As I observed at the U. N. climate conference in Glasgow, European policymakers and intellectual leaders are in thrall to a phenomenon that is somewhere between a fad and a religious revival—consulting spiritual gurus, conducting indigenous rituals, and speaking in reverential tones about “net zero.” This is not strictly related to the question of how serious a challenge you believe climate change to be: I myself believe that climate change is a serious threat, and, more consequentially, so do the people at the Intergovernmental Panel on Climate Change. Net zero calls for a prelapsarian state in which “all GHG emissions”—that’s “greenhouse-gas” emissions—“released by human activities are counterbalanced by removing GHGs from the atmosphere,” as the World Resources Institute puts it. That net zero should be our shared goal is taken as something like an article of faith—but why? The IPCC estimates that a reduction in GHG emissions somewhere between 43 percent and 45 percent is needed to keep global warming to about 1.5°C, the stated goal of the Paris Agreement. That would be a very big deal, indeed, but nothing like what it would take to achieve net zero—and it is the absolutism and finality of that zero that demonstrates that you are dealing with ideology run amok or a quasi-mystical mania rather than responsible policymaking.
Natural gas is going to be a big part of the world’s fuel mix for the foreseeable future, in part because it is so much cleaner than alternatives such as coal and in part because there is a lot of it that can be had cheaply—if the politicians will allow it. There are serious environmental challenges related to natural gas, as there are with any meaningful fuel source, but those challenges are things like mitigating unintentional methane leaks from wells and pipelines, implementing sophisticated carbon-capture technologies, and developing cleaner and more efficient ways to extract hydrogen from natural gas.

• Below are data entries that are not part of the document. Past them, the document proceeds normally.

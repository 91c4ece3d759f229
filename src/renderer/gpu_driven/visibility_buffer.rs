//! Visibility Buffer
//!
//! Append buffer of visible point indices plus its atomic counter. The
//! counter lives in its own 4-byte buffer so it can be cleared and copied
//! without touching the index list.

use crate::constants::buffer_layouts::VISIBLE_COUNTER_SIZE;
use crate::gpu::buffer_layouts::CommandBufferLayout;
use crate::gpu::create_buffer_checked;
use crate::renderer::error::{RendererErrorContext, RendererResult};
use super::diagnostics::read_buffer_blocking;
use std::future::Future;

pub struct VisibilityBuffer {
    indices: wgpu::Buffer,
    counter: wgpu::Buffer,
    capacity: u32,
}

impl VisibilityBuffer {
    /// Allocate room for `capacity` indices
    pub fn new(device: &wgpu::Device, capacity: u32) -> RendererResult<Self> {
        let indices = create_buffer_checked(
            device,
            &wgpu::BufferDescriptor {
                label: Some("Visible Point Indices"),
                size: CommandBufferLayout::visible_buffer_size(capacity),
                usage: wgpu::BufferUsages::STORAGE | wgpu::BufferUsages::COPY_SRC,
                mapped_at_creation: false,
            },
        )?;

        let counter = create_buffer_checked(
            device,
            &wgpu::BufferDescriptor {
                label: Some("Visible Point Counter"),
                size: VISIBLE_COUNTER_SIZE,
                usage: wgpu::BufferUsages::STORAGE
                    | wgpu::BufferUsages::COPY_SRC
                    | wgpu::BufferUsages::COPY_DST,
                mapped_at_creation: false,
            },
        )?;

        Ok(Self {
            indices,
            counter,
            capacity,
        })
    }

    /// Record a counter clear into the frame's encoder
    pub fn reset(&self, encoder: &mut wgpu::CommandEncoder) {
        encoder.clear_buffer(&self.counter, 0, None);
    }

    /// Copy the counter into a fresh mappable scratch buffer and submit
    fn submit_counter_copy(&self, device: &wgpu::Device, queue: &wgpu::Queue) -> wgpu::Buffer {
        let scratch = device.create_buffer(&wgpu::BufferDescriptor {
            label: Some("Visible Count Readback"),
            size: VISIBLE_COUNTER_SIZE,
            usage: wgpu::BufferUsages::MAP_READ | wgpu::BufferUsages::COPY_DST,
            mapped_at_creation: false,
        });

        let mut encoder = device.create_command_encoder(&wgpu::CommandEncoderDescriptor {
            label: Some("Visible Count Copy"),
        });
        encoder.copy_buffer_to_buffer(&self.counter, 0, &scratch, 0, VISIBLE_COUNTER_SIZE);
        queue.submit(Some(encoder.finish()));

        scratch
    }

    /// Current counter value
    ///
    /// The copy is submitted immediately; the returned future resolves once
    /// the device has finished it and the map callback has fired, which
    /// requires the device to be polled by the caller's loop.
    pub fn current_count(
        &self,
        device: &wgpu::Device,
        queue: &wgpu::Queue,
    ) -> impl Future<Output = RendererResult<u32>> + 'static {
        let scratch = self.submit_counter_copy(device, queue);
        let (sender, receiver) = futures::channel::oneshot::channel();

        scratch
            .slice(..)
            .map_async(wgpu::MapMode::Read, move |result| {
                sender.send(result).ok();
            });

        async move {
            receiver
                .await
                .readback_context("VisibilityBuffer::current_count")?
                .readback_context("VisibilityBuffer::current_count")?;

            let count = read_counter(&scratch);
            scratch.destroy();
            Ok(count)
        }
    }

    /// Blocking counter read for diagnostics
    ///
    /// Waits for all outstanding device work; never call on the frame path.
    pub fn read_count_blocking(
        &self,
        device: &wgpu::Device,
        queue: &wgpu::Queue,
    ) -> RendererResult<u32> {
        let bytes = read_buffer_blocking(device, queue, &self.counter, VISIBLE_COUNTER_SIZE)?;
        Ok(bytemuck::pod_read_unaligned::<u32>(&bytes))
    }

    /// Blocking read of the first `count` visible indices, for verification
    pub fn read_indices_blocking(
        &self,
        device: &wgpu::Device,
        queue: &wgpu::Queue,
        count: u32,
    ) -> RendererResult<Vec<u32>> {
        let count = count.min(self.capacity);
        let bytes = read_buffer_blocking(
            device,
            queue,
            &self.indices,
            CommandBufferLayout::visible_buffer_size(count),
        )?;
        Ok(bytes
            .chunks_exact(std::mem::size_of::<u32>())
            .map(bytemuck::pod_read_unaligned::<u32>)
            .collect())
    }

    pub fn capacity(&self) -> u32 {
        self.capacity
    }

    pub fn indices_buffer(&self) -> &wgpu::Buffer {
        &self.indices
    }

    pub fn counter_buffer(&self) -> &wgpu::Buffer {
        &self.counter
    }

    /// Release both device buffers
    pub fn destroy(&self) {
        self.indices.destroy();
        self.counter.destroy();
    }
}

/// Read the mapped counter value and unmap
fn read_counter(scratch: &wgpu::Buffer) -> u32 {
    let count = {
        let data = scratch.slice(..).get_mapped_range();
        *bytemuck::from_bytes::<u32>(&data)
    };
    scratch.unmap();
    count
}
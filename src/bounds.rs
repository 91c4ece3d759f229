/// Data-Oriented Axis-Aligned Bounding Box
///
/// Pure data plus free functions. Used for the conservative render bounds of
/// the point cloud and for the exact extent of the uploaded points.
use serde::{Deserialize, Serialize};

/// Axis-Aligned Bounding Box - pure data structure
#[derive(Debug, Clone, Copy, PartialEq, Serialize, Deserialize)]
pub struct Aabb {
    pub min: [f32; 3],
    pub max: [f32; 3],
}

/// Create AABB from min/max corners
pub fn create_aabb(min: [f32; 3], max: [f32; 3]) -> Aabb {
    Aabb { min, max }
}

/// Create AABB from center point and half extents
pub fn aabb_from_center_half_extents(center: [f32; 3], half_extents: [f32; 3]) -> Aabb {
    Aabb {
        min: [
            center[0] - half_extents[0],
            center[1] - half_extents[1],
            center[2] - half_extents[2],
        ],
        max: [
            center[0] + half_extents[0],
            center[1] + half_extents[1],
            center[2] + half_extents[2],
        ],
    }
}

/// Smallest AABB enclosing every position, `None` for an empty set
pub fn aabb_from_points<I>(points: I) -> Option<Aabb>
where
    I: IntoIterator<Item = [f32; 3]>,
{
    let mut iter = points.into_iter();
    let first = iter.next()?;
    let mut aabb = Aabb {
        min: first,
        max: first,
    };

    for p in iter {
        for axis in 0..3 {
            aabb.min[axis] = aabb.min[axis].min(p[axis]);
            aabb.max[axis] = aabb.max[axis].max(p[axis]);
        }
    }

    Some(aabb)
}

/// Center point of AABB
pub fn aabb_center(aabb: &Aabb) -> [f32; 3] {
    [
        (aabb.min[0] + aabb.max[0]) * 0.5,
        (aabb.min[1] + aabb.max[1]) * 0.5,
        (aabb.min[2] + aabb.max[2]) * 0.5,
    ]
}

/// Whether min <= max on every axis and all coordinates are finite
pub fn aabb_is_valid(aabb: &Aabb) -> bool {
    (0..3).all(|axis| {
        aabb.min[axis].is_finite() && aabb.max[axis].is_finite() && aabb.min[axis] <= aabb.max[axis]
    })
}

/// Test if AABB contains a point (inclusive)
pub fn aabb_contains_point(aabb: &Aabb, point: [f32; 3]) -> bool {
    (0..3).all(|axis| point[axis] >= aabb.min[axis] && point[axis] <= aabb.max[axis])
}

/// Test if `outer` fully contains `inner` (inclusive)
pub fn aabb_contains_aabb(outer: &Aabb, inner: &Aabb) -> bool {
    aabb_contains_point(outer, inner.min) && aabb_contains_point(outer, inner.max)
}

#[cfg(test)]
mod tests {
    use super::*;

    #[test]
    fn test_from_points() {
        let aabb = aabb_from_points(vec![[1.0, -2.0, 3.0], [-1.0, 4.0, 0.5], [0.0, 0.0, 0.0]])
            .expect("non-empty input");
        assert_eq!(aabb.min, [-1.0, -2.0, 0.0]);
        assert_eq!(aabb.max, [1.0, 4.0, 3.0]);

        assert!(aabb_from_points(Vec::<[f32; 3]>::new()).is_none());
    }

    #[test]
    fn test_containment() {
        let outer = aabb_from_center_half_extents([0.0; 3], [500.0; 3]);
        let inner = create_aabb([-50.0; 3], [50.0; 3]);
        assert!(aabb_contains_aabb(&outer, &inner));
        assert!(!aabb_contains_aabb(&inner, &outer));

        // Touching faces count as contained
        assert!(aabb_contains_point(&inner, [50.0, -50.0, 0.0]));
        assert!(!aabb_contains_point(&inner, [50.1, 0.0, 0.0]));
        assert_eq!(aabb_center(&inner), [0.0; 3]);
    }

    #[test]
    fn test_validity() {
        assert!(aabb_is_valid(&create_aabb([0.0; 3], [0.0; 3])));
        assert!(!aabb_is_valid(&create_aabb([1.0, 0.0, 0.0], [0.0; 3])));
        assert!(!aabb_is_valid(&create_aabb([f32::NAN, 0.0, 0.0], [1.0; 3])));
    }
}
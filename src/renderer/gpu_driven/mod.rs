/// GPU-driven point cloud rendering
///
/// The device decides what to draw: a compute kernel culls the point set
/// into an append buffer and writes the instance count of an indirect draw,
/// which is then issued once per frame.
///
/// Key components:
/// - Point Store: immutable device-resident point records
/// - Visibility Buffer: visible indices plus atomic counter
/// - Indirect draw arguments, reset every frame
/// - Culling kernel dispatch
/// - Single indirect draw per frame
/// - Optional blocking diagnostic readback

pub mod culling_pipeline;
pub mod diagnostics;
pub mod frame_state;
pub mod gpu_driven_renderer;
pub mod indirect_commands;
pub mod point_cloud_renderer;
pub mod point_store;
pub mod reference;
pub mod visibility_buffer;

#[cfg(test)]
mod tests;

pub use culling_pipeline::{workgroup_count, CullingPipeline};
pub use diagnostics::{read_buffer_blocking, visible_points_line, DiagnosticReadback};
pub use frame_state::{FramePhase, FrameSequencer, LifecycleState};
pub use gpu_driven_renderer::{create_depth_texture, DrawStats, GpuDrivenRenderer};
pub use indirect_commands::IndirectArgsBuffer;
pub use point_cloud_renderer::{FrameContext, FrameReport, PointCloudRenderer};
pub use point_store::PointStore;
pub use reference::{
    cull_reference, is_point_visible, size_heuristic, HostCullOutput, HostCullingPass,
};
pub use visibility_buffer::VisibilityBuffer;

Winter is coming. A mild winter gave Europeans a little breathing room, but that did not stop German home-heating prices from hitting an all-time high. And yet the Germans are doubling down on wishful thinking: After shutting down the nuclear plants, the German government has moved to prohibit new gas-fueled home-heating systems from being installed. Renewables are great and will surely be a growing part of the energy mix going forward, but the smoke coming out of those coal-fired plants testifies that these trendy, politically favored power sources are not yet ready to do the job.
It is time to get past the silliness and get to the real problem-solving. The Ukrainians can blame their energy woes on the Russians who are systematically destroying their power grid—but the other European nations have only their own leaders to blame.
The United States needs Europe to be strong—militarily and economically—because Washington needs liberal-democratic allies in the contest against China and its satellites, of which Russia is effectively now one. Unhappily, the same kind of wishful thinking that we see in Brussels is calcifying into conventional wisdom in Washington, too, as with the “Inflation Reduction Act” that was 97 percent a climate bill and at best 3 percent an inflation program. We shouldn’t let a few months of lower gasoline prices cause us to take our eye off the ball. Winter is coming to the United States, too.
Kevin D. Williamson is the national correspondent for The Dispatch and a writer in residence at the Competitive Enterprise Institute, which sponsored his attendance at the U.N. climate conference in Glasgow.